• TASK: Each line of the data holding "sync" should be found and copied.

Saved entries
★ ★ ★ ★
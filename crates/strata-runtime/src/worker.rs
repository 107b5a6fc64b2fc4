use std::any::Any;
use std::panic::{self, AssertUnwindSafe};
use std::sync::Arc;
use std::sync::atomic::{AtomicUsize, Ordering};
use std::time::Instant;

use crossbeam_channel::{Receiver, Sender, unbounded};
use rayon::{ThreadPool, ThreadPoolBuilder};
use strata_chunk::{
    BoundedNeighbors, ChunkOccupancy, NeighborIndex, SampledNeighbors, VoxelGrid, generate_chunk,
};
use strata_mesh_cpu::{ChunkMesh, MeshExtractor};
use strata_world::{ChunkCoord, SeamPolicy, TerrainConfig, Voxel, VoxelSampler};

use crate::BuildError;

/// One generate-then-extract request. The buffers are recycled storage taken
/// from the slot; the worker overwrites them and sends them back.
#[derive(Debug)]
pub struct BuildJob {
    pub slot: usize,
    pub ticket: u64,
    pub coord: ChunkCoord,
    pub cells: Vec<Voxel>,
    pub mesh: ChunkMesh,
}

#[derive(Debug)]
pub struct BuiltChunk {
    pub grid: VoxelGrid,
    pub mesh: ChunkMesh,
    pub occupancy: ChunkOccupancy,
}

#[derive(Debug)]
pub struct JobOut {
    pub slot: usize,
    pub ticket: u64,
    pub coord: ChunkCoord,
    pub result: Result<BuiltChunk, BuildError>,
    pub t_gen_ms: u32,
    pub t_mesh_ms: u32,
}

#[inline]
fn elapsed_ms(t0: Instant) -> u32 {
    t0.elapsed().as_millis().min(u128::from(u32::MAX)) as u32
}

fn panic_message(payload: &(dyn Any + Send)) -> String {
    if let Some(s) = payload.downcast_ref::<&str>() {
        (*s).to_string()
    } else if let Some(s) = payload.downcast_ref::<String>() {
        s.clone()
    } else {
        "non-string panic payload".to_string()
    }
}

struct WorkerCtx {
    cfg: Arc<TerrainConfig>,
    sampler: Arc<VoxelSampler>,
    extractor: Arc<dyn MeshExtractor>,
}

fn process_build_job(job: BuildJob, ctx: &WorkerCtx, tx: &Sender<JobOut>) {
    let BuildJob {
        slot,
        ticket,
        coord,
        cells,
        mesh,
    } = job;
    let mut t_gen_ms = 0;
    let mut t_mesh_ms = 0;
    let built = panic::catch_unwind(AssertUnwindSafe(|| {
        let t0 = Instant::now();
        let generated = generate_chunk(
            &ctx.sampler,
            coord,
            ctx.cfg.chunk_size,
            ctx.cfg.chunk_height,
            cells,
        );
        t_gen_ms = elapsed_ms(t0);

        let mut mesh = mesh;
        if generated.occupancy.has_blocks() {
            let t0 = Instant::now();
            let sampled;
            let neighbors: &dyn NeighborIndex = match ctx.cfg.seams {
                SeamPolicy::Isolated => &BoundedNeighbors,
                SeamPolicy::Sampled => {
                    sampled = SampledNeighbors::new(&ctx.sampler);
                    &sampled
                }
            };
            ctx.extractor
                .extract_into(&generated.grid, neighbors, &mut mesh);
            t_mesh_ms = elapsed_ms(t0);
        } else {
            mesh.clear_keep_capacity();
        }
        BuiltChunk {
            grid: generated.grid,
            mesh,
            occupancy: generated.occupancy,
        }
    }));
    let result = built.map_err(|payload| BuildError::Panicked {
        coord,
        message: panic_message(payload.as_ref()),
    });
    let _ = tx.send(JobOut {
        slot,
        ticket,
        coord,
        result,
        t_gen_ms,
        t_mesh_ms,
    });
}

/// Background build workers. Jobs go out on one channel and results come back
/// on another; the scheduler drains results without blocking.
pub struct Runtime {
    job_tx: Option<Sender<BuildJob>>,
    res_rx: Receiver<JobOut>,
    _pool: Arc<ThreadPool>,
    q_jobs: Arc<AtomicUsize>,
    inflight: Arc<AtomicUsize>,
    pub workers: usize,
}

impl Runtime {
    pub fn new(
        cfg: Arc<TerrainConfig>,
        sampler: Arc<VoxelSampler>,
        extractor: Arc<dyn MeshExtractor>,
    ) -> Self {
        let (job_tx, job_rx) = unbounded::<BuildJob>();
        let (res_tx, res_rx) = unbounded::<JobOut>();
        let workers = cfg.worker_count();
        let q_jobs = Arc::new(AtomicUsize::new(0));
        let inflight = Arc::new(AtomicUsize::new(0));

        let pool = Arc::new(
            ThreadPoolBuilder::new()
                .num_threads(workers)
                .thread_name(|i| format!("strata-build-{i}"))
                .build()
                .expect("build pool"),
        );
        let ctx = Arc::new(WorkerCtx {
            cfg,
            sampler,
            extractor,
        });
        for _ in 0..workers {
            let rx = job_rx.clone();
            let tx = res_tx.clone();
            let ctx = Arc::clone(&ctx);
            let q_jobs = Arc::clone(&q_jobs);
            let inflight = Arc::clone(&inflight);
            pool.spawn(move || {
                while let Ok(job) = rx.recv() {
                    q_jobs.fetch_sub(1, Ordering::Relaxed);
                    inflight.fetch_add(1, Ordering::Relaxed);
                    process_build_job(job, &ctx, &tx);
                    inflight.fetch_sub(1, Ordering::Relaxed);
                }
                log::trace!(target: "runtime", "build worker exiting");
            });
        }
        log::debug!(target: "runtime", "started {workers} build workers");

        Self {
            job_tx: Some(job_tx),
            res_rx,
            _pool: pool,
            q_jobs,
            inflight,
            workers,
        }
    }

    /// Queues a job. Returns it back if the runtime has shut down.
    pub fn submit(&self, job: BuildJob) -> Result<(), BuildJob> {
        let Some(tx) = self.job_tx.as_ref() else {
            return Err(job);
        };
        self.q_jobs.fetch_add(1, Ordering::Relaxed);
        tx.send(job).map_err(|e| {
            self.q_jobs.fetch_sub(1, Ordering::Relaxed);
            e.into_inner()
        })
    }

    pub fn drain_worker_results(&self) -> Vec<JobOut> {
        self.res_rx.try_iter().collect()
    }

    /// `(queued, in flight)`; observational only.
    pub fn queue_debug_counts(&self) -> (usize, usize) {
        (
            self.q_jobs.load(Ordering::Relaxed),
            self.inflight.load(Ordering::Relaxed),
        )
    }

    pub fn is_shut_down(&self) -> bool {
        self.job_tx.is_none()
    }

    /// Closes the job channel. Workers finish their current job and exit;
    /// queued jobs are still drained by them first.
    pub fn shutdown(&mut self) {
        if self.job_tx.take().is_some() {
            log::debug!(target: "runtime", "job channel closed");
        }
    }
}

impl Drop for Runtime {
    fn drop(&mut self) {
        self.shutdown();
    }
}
★ ★ ★ ★
• ANSWER TO THIS EXERCISE:
use std::sync::Arc;
use std::sync::atomic::{AtomicUsize, Ordering};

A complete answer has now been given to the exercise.